[Saved data entries]
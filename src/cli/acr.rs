//! `azctl acr`: build and push an image with `az acr build`.

use crate::core::{ACR_REQUIRED, AppContext, ConfigStore, environment, required_keys};
use crate::runner::args;
use anyhow::{Context, Result};
use clap::Args;
use tracing::{debug, info, warn};

/// Flags for `azctl acr`.
#[derive(Debug, Clone, Default, Args)]
pub struct AcrArgs {
    /// ACR registry name (env: ACR_REGISTRY)
    #[arg(long)]
    pub registry: Option<String>,

    /// Resource group for ACR (env: ACR_RESOURCE_GROUP)
    #[arg(long)]
    pub resource_group: Option<String>,

    /// Image name (env: IMAGE_NAME)
    #[arg(long)]
    pub image: Option<String>,

    /// Image tag (env: IMAGE_TAG)
    #[arg(long)]
    pub tag: Option<String>,

    /// Build context path
    #[arg(long, default_value = ".")]
    pub context: String,

    /// Dockerfile path
    #[arg(long)]
    pub file: Option<String>,
}

/// Prefix of variables passed to the image build as `--build-arg`.
pub const BUILD_ARG_PREFIX: &str = "NEXT_PUBLIC_";

/// Run the build.
///
/// # Errors
///
/// Fails when required keys are missing or `az acr build` fails.
pub async fn run(ctx: &AppContext, flags: &AcrArgs) -> Result<()> {
    let store = ctx.store();
    if let Some(env) = ctx.resolve_environment() {
        debug!(environment = %env, "building for environment");
    }

    apply_flags(store, flags);
    if ctx.is_ci() {
        environment::apply_ci_detection(store, ctx.vars());
    }
    if !store.has("ACR_RESOURCE_GROUP") && store.has("ACR_REGISTRY") {
        discover_resource_group(ctx).await;
    }

    required_keys(store, ACR_REQUIRED).context("ACR build validation failed")?;

    let registry = store.require("ACR_REGISTRY")?;
    let image = store.require("IMAGE_NAME")?;
    let tag = store.require("IMAGE_TAG")?;
    let full_name = format!("{}.azurecr.io/{}:{}", registry, image, tag);

    if image_exists(ctx, &registry, &image, &tag).await {
        info!(image = %full_name, "image already exists, skipping build");
        return Ok(());
    }

    info!(image = %full_name, "building and pushing image");
    let cmd = build_command(store, flags)?;
    ctx.runner()
        .run(&cmd)
        .await
        .context("failed to build and push image")?;

    info!(image = %full_name, "image pushed");
    Ok(())
}

/// Write flag values into the store. Flags win over every loaded source.
pub fn apply_flags(store: &ConfigStore, flags: &AcrArgs) {
    let overrides = [
        ("ACR_REGISTRY", &flags.registry),
        ("ACR_RESOURCE_GROUP", &flags.resource_group),
        ("IMAGE_NAME", &flags.image),
        ("IMAGE_TAG", &flags.tag),
    ];
    for (key, value) in overrides {
        if let Some(value) = value.as_deref().filter(|v| !v.is_empty()) {
            store.set(key, value);
        }
    }
}

/// The `az acr build` argument list for the current store.
///
/// # Errors
///
/// Fails if a required key is missing.
pub fn build_command(store: &ConfigStore, flags: &AcrArgs) -> Result<Vec<String>> {
    let image = format!("{}:{}", store.require("IMAGE_NAME")?, store.require("IMAGE_TAG")?);
    let registry = store.require("ACR_REGISTRY")?;
    let group = store.require("ACR_RESOURCE_GROUP")?;
    let mut cmd = args([
        "acr",
        "build",
        "--registry",
        registry.as_str(),
        "--image",
        image.as_str(),
        "--resource-group",
        group.as_str(),
    ]);
    if let Some(file) = flags.file.as_deref().filter(|f| !f.is_empty()) {
        cmd.extend(args(["--file", file]));
    }
    cmd.extend(build_args(store));
    cmd.push(if flags.context.is_empty() { ".".to_string() } else { flags.context.clone() });
    Ok(cmd)
}

/// `--build-arg KEY=value` pairs for every `NEXT_PUBLIC_*` key, sorted by key.
pub fn build_args(store: &ConfigStore) -> Vec<String> {
    let mut keys: Vec<(String, String)> = store
        .get_all()
        .into_iter()
        .filter(|(key, _)| key.starts_with(BUILD_ARG_PREFIX))
        .collect();
    keys.sort();

    keys.into_iter()
        .flat_map(|(key, value)| {
            debug!(key = %key, "adding build arg");
            ["--build-arg".to_string(), format!("{}={}", key, value)]
        })
        .collect()
}

async fn discover_resource_group(ctx: &AppContext) {
    let registry = ctx.store().get("ACR_REGISTRY");
    let cmd = args([
        "acr",
        "show",
        "--name",
        registry.as_str(),
        "--query",
        "resourceGroup",
        "-o",
        "tsv",
    ]);
    match ctx.runner().run_capture(&cmd).await {
        Ok(output) if !output.trim().is_empty() => {
            let group = output.trim();
            info!(registry = %registry, resource_group = %group, "found registry resource group");
            ctx.store().set("ACR_RESOURCE_GROUP", group);
        }
        Ok(_) => warn!(registry = %registry, "registry has no resource group"),
        Err(e) => warn!(registry = %registry, error = %e, "could not look up registry resource group"),
    }
}

async fn image_exists(ctx: &AppContext, registry: &str, image: &str, tag: &str) -> bool {
    let cmd = args([
        "acr",
        "repository",
        "show-tags",
        "--name",
        registry,
        "--repository",
        image,
        "--output",
        "tsv",
    ]);
    match ctx.runner().run_capture(&cmd).await {
        Ok(tags) => tags.lines().any(|line| line.trim() == tag),
        Err(e) => {
            debug!(error = %e, "no existing tags found");
            false
        }
    }
}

Problem: Where a line above contains the string "Option", copy that line.

Your response:
    pub registry: Option<String>,
    pub resource_group: Option<String>,
    pub image: Option<String>,
    pub tag: Option<String>,
    pub file: Option<String>,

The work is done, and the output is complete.